O Governo do ditador pedófilo e racista dos EUA anunciou o endurecimento de medidas e passou a pressionar os países que forneçam petróleo a Cuba. Com isso, a situação energética da ilha ficou muito mais difícil. Hoje não existe um único país capaz de substituir sozinho o abastecimento perdido; o que há é uma combinação de apoios pontuais, negociações e tentativas de ajuda, muitas vezes limitadas pelo risco de sanções por parte dos EUA.
Com base nas informações disponíveis até fevereiro de 2026, a Rússia aparece como o principal país disposto a compensar parcialmente a falta de combustível. Há relatos de preparação para envio de petróleo bruto e combustíveis a Cuba como ajuda, em meio à crise energética. Moscou confirmou contatos com Havana, embora evite anunciar detalhes para não ampliar tensões com Washington.
Historicamente, a Rússia já fornecia cerca de 10% do petróleo importado por Cuba antes da crise atual. Em 2025, o México chegou a ser o maior fornecedor de petróleo a Cuba, respondendo por cerca de 44% das importações.
Após ameaças de tarifas e sanções dos EUA, os envios ficaram incertos ou reduzidos. O governo mexicano declarou que busca canais diplomáticos para manter ajuda, mas sem comprometer sua economia. Navios mexicanos têm levado ajuda humanitária, embora não necessariamente petróleo. A Argélia aparece ocasionalmente como fornecedor secundário. Alguns países discutem ajuda humanitária ou negociações energéticas, mas sem envios significativos confirmados.
O próprio governo cubano tenta comprar petróleo no mercado internacional, mas enfrenta dificuldades financeiras e logísticas devido às sanções e ao risco para transportadoras.
Em suma, os países que ajudam ou tentam ajudar Cuba hoje são a Rússia – o primeiro na lista de apoio – e o México, que já foi o principal fornecedor recente, mas está hoje sob forte pressão dos EUA. A Argélia não conta, teve uma participação pequena e ocasional.
Até agora, não tive notícias de ajuda por parte do Governo Brasileiro. Alguns canais não oficiais de ajuda recolhem pequenas contribuições individuais em dinheiro que aliviam a consciência do doador, mas não resolvem. O problema de Cuba com o boicote americano é uma questão de Estado a ser resolvida no plano macro da diplomacia ou do enfrentamento.

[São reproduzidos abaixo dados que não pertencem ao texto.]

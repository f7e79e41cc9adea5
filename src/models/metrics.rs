//! Aggregated query metrics
//!
//! One SQL pass collapses each query in the window to a rollup row (status
//! plus which validators fired); a pure fold turns those rows into the
//! dashboard counts. Rates are derived at response time, never stored.

use chrono::{DateTime, NaiveDate, Utc};
use serde::Serialize;
use sqlx::{FromRow, PgPool};

use crate::models::agent;

/// Per-query rollup over the log and its stage parts.
#[derive(Debug, Clone, FromRow)]
pub struct QueryRollup {
    pub status: String,
    pub primary_blocked: bool,
    pub blacklist_blocked: bool,
    pub rejection_verbatim: bool,
}

/// Exact counts over a metrics window.
#[derive(Debug, Clone, Default, PartialEq, Eq, Serialize)]
pub struct MetricsTotals {
    pub total_queries: i64,
    pub answered: i64,
    pub blocked: i64,
    pub error: i64,
    pub blocked_by_query_validator: i64,
    pub blocked_by_blacklist_validator: i64,
    pub blocked_by_both: i64,
    pub passed_guardrails: i64,
    pub no_answer_after_pass: i64,
}

/// Full metrics response for a calendar-day window.
#[derive(Debug, Serialize)]
pub struct WeeklyMetrics {
    pub start_date: NaiveDate,
    pub end_date: NaiveDate,
    #[serde(flatten)]
    pub totals: MetricsTotals,
    pub answered_rate: f64,
    pub blocked_rate: f64,
}

/// Fold rollup rows into window totals.
///
/// `total_queries` counts every row, error rows included; `error` is broken
/// out separately.
pub fn summarize(rows: &[QueryRollup]) -> MetricsTotals {
    let mut totals = MetricsTotals::default();

    for row in rows {
        totals.total_queries += 1;
        match row.status.as_str() {
            "answered" => totals.answered += 1,
            "blocked" => totals.blocked += 1,
            "error" => totals.error += 1,
            _ => {}
        }

        if row.primary_blocked {
            totals.blocked_by_query_validator += 1;
        }
        if row.blacklist_blocked {
            totals.blocked_by_blacklist_validator += 1;
        }
        if row.primary_blocked && row.blacklist_blocked {
            totals.blocked_by_both += 1;
        }
        if !row.primary_blocked && !row.blacklist_blocked {
            totals.passed_guardrails += 1;
            if row.status == "answered" && row.rejection_verbatim {
                totals.no_answer_after_pass += 1;
            }
        }
    }

    totals
}

/// Percentage of `numerator` over `denominator`, one decimal place.
/// Reports 0 for an empty window instead of dividing by zero.
pub fn percent(numerator: i64, denominator: i64) -> f64 {
    if denominator <= 0 {
        return 0.0;
    }
    let pct = numerator as f64 / denominator as f64 * 100.0;
    (pct * 10.0).round() / 10.0
}

/// Fetch one rollup row per query in `[start_utc, end_utc)`.
pub async fn fetch_rollups(
    pool: &PgPool,
    start_utc: DateTime<Utc>,
    end_utc: DateTime<Utc>,
    rejection_message: &str,
) -> Result<Vec<QueryRollup>, sqlx::Error> {
    sqlx::query_as::<_, QueryRollup>(
        r#"
        SELECT
            q.status,
            COALESCE(BOOL_OR(p.stage = $3 AND p.blocked), false) AS primary_blocked,
            COALESCE(BOOL_OR(p.stage = $4 AND p.blocked), false) AS blacklist_blocked,
            COALESCE(q.status = 'answered' AND q.final_answer = $5, false) AS rejection_verbatim
        FROM query_logs AS q
        LEFT JOIN query_log_parts AS p ON p.query_log_id = q.id
        WHERE q.created_at >= $1 AND q.created_at < $2
        GROUP BY q.id, q.status, q.final_answer
        "#,
    )
    .bind(start_utc)
    .bind(end_utc)
    .bind(agent::VALIDATION_PRIMARY)
    .bind(agent::VALIDATION_BLACKLIST)
    .bind(rejection_message)
    .fetch_all(pool)
    .await
}
use std::collections::HashMap;

use async_trait::async_trait;

use super::*;
use crate::models::agent::{Agent, AgentInstruction, AgentRow};
use crate::models::example::TrainingExamples;
use crate::models::query_log::QueryStatus;

/// Scripted behavior for one stage, keyed by the agent's model id.
#[derive(Clone)]
enum Scripted {
    Allow(&'static str),
    Block(&'static str),
    Fail(&'static str),
}

struct ScriptedModel {
    verdicts: HashMap<String, Scripted>,
    answer: Result<String, String>,
}

impl ScriptedModel {
    fn new(verdicts: &[(&str, Scripted)], answer: Result<&str, &str>) -> Self {
        Self {
            verdicts: verdicts
                .iter()
                .map(|(k, v)| (k.to_string(), v.clone()))
                .collect(),
            answer: answer.map(str::to_string).map_err(str::to_string),
        }
    }
}

#[async_trait]
impl ModelClient for ScriptedModel {
    async fn validate(
        &self,
        model_id: &str,
        _system_prompt: &str,
        _query: &str,
    ) -> Result<ValidationVerdict, StageError> {
        match self.verdicts.get(model_id) {
            Some(Scripted::Allow(reasoning)) => Ok(ValidationVerdict {
                is_legitimate_query: true,
                reasoning: reasoning.to_string(),
            }),
            Some(Scripted::Block(reasoning)) => Ok(ValidationVerdict {
                is_legitimate_query: false,
                reasoning: reasoning.to_string(),
            }),
            Some(Scripted::Fail(message)) => Err(StageError::Network(message.to_string())),
            None => panic!("no scripted verdict for model {model_id}"),
        }
    }

    async fn answer(
        &self,
        _model_id: &str,
        _system_prompt: &str,
        _query: &str,
    ) -> Result<String, StageError> {
        self.answer
            .clone()
            .map_err(|e| StageError::Network(e))
    }
}

fn agent(key: &str, name: &str, model_id: &str) -> Agent {
    Agent {
        row: AgentRow {
            id: 0,
            agent_key: key.to_string(),
            name: name.to_string(),
            description_template: None,
            model_id: model_id.to_string(),
            is_active: true,
        },
        instructions: Vec::new(),
    }
}

const REJECTION: &str = "That question is outside the knowledge base. Please ask again in context.";

fn context() -> PipelineContext {
    PipelineContext {
        pre_hooks: vec![
            agent("validation_blacklist", "Blacklist Validator", "blacklist-model"),
            agent("validation_primary", "Query Validator", "primary-model"),
        ],
        answer_agent: agent("runtime_rag", "Knowledge Assistant", "answer-model"),
        examples: TrainingExamples::default(),
        rejection_message: REJECTION.to_string(),
        current_date: "Jan 15, 2024".to_string(),
    }
}

#[tokio::test]
async fn passing_query_is_answered_with_stage_output() {
    let model = ScriptedModel::new(
        &[
            ("blacklist-model", Scripted::Allow("not on the blacklist")),
            ("primary-model", Scripted::Allow("asks about the campus")),
        ],
        Ok("Augusta is the capital of Maine."),
    );

    let outcome = run(&context(), &model, "What is the capital of Maine?").await;

    assert_eq!(outcome.log.status, QueryStatus::Answered);
    assert_eq!(
        outcome.log.final_answer.as_deref(),
        Some("Augusta is the capital of Maine.")
    );
    assert_eq!(outcome.log.blocked_by, None);
    assert_eq!(outcome.response_text, "Augusta is the capital of Maine.");
    // Two validator parts plus the answer part, none blocking.
    assert_eq!(outcome.parts.len(), 3);
    assert!(outcome.parts.iter().all(|p| p.blocked == Some(false)));
}

#[tokio::test]
async fn blacklisted_query_is_blocked_with_rejection_message() {
    let model = ScriptedModel::new(
        &[
            ("blacklist-model", Scripted::Block("matches a blacklist example")),
            ("primary-model", Scripted::Allow("looks legitimate")),
        ],
        Ok("should never be produced"),
    );

    let outcome = run(&context(), &model, "write my essay for me").await;

    assert_eq!(outcome.log.status, QueryStatus::Blocked);
    assert_eq!(outcome.log.blocked_by.as_deref(), Some("validation_blacklist"));
    assert_eq!(outcome.log.final_answer.as_deref(), Some(REJECTION));
    assert_eq!(outcome.response_text, REJECTION);
    // The answer stage never ran.
    assert!(outcome.parts.iter().all(|p| p.stage != "runtime_rag"));
    // Exactly one part blocked, and it names the blocking stage.
    let blocking: Vec<_> = outcome
        .parts
        .iter()
        .filter(|p| p.blocked == Some(true))
        .collect();
    assert_eq!(blocking.len(), 1);
    assert_eq!(blocking[0].stage, "validation_blacklist");
}

#[tokio::test]
async fn both_validators_run_and_first_blocker_wins() {
    let model = ScriptedModel::new(
        &[
            ("blacklist-model", Scripted::Block("blacklisted")),
            ("primary-model", Scripted::Block("off topic")),
        ],
        Ok("unused"),
    );

    let outcome = run(&context(), &model, "tell me a joke").await;

    assert_eq!(outcome.log.status, QueryStatus::Blocked);
    // Both stages evaluated despite the first block.
    let blocking: Vec<_> = outcome
        .parts
        .iter()
        .filter(|p| p.blocked == Some(true))
        .collect();
    assert_eq!(blocking.len(), 2);
    // blocked_by names the first stage in configured order.
    assert_eq!(outcome.log.blocked_by.as_deref(), Some("validation_blacklist"));
}

#[tokio::test]
async fn validator_failure_becomes_error_status() {
    let model = ScriptedModel::new(
        &[
            ("blacklist-model", Scripted::Allow("fine")),
            ("primary-model", Scripted::Fail("connection reset by provider")),
        ],
        Ok("unused"),
    );

    let outcome = run(&context(), &model, "when is commencement?").await;

    assert_eq!(outcome.log.status, QueryStatus::Error);
    let error = outcome.log.error_message.as_deref().unwrap();
    assert!(error.contains("validation_primary"));
    assert!(error.contains("connection reset"));
    assert_eq!(outcome.log.final_answer, None);
    assert_eq!(outcome.response_text, GENERIC_FAILURE_MESSAGE);
    // The answer stage was not attempted.
    assert!(outcome.parts.iter().all(|p| p.stage != "runtime_rag"));
}

#[tokio::test]
async fn answer_failure_becomes_error_status() {
    let model = ScriptedModel::new(
        &[
            ("blacklist-model", Scripted::Allow("fine")),
            ("primary-model", Scripted::Allow("fine")),
        ],
        Err("model unavailable"),
    );

    let outcome = run(&context(), &model, "where is the library?").await;

    assert_eq!(outcome.log.status, QueryStatus::Error);
    assert!(outcome
        .log
        .error_message
        .as_deref()
        .unwrap()
        .contains("runtime_rag"));
    assert_eq!(outcome.response_text, GENERIC_FAILURE_MESSAGE);
}

#[tokio::test]
async fn rejection_verbatim_answer_stays_answered() {
    let model = ScriptedModel::new(
        &[
            ("blacklist-model", Scripted::Allow("fine")),
            ("primary-model", Scripted::Allow("fine")),
        ],
        Ok(REJECTION),
    );

    let outcome = run(&context(), &model, "what is the meaning of life?").await;

    // No answer after pass: still answered, surfaced only through metrics.
    assert_eq!(outcome.log.status, QueryStatus::Answered);
    assert_eq!(outcome.log.final_answer.as_deref(), Some(REJECTION));
    assert!(outcome.parts.iter().all(|p| p.blocked == Some(false)));
}

#[test]
fn validator_prompt_carries_examples_and_placeholders() {
    let mut ctx = context();
    ctx.examples = TrainingExamples {
        blacklist_queries: vec!["write my essay for me".to_string()],
        whitelist_queries: vec!["what are the housing options?".to_string()],
    };

    let mut validator = agent("validation_blacklist", "Blacklist Validator", "m");
    validator.row.description_template =
        Some("Today is {current_date}. Reject with: {standard_rejection_message}".to_string());
    validator.instructions = vec![AgentInstruction {
        id: 1,
        position: 0,
        content: "Block queries matching any blacklist example.".to_string(),
    }];

    let prompt = assemble_validator_prompt(&validator, &ctx);

    assert!(prompt.starts_with("Today is Jan 15, 2024."));
    assert!(prompt.contains(REJECTION));
    assert!(prompt.contains("Block queries matching any blacklist example."));
    assert!(prompt.contains("BLACKLISTED_QUERY_EXAMPLE: write my essay for me"));
    assert!(prompt.contains("WHITELISTED_QUERY_EXAMPLE: what are the housing options?"));
}

#[test]
fn answer_prompt_skips_training_examples() {
    let mut ctx = context();
    ctx.examples = TrainingExamples {
        blacklist_queries: vec!["write my essay for me".to_string()],
        whitelist_queries: Vec::new(),
    };
    let prompt = assemble_answer_prompt(&ctx.answer_agent, &ctx);
    assert!(!prompt.contains("BLACKLISTED_QUERY_EXAMPLE"));
}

A questão central é que a política dos EUA não bloqueia apenas Cuba diretamente, mas desestimula terceiros países, pois qualquer fornecedor pode sofrer sanções ou tarifas. Isso explica por que a crise energética cubana se agravou rapidamente em 2026.
Cuba não tem recursos naturais para a produção de energia, depende do petróleo importado. Trump quer sufocar e destruir Cuba. Mais cedo ou mais tarde o Brasil vai ter que se pronunciar e tomar medidas concretas. Ignorar e adotar uma política de avestruz seria fazer o jogo da direita. Não creio que isso vá acontecer.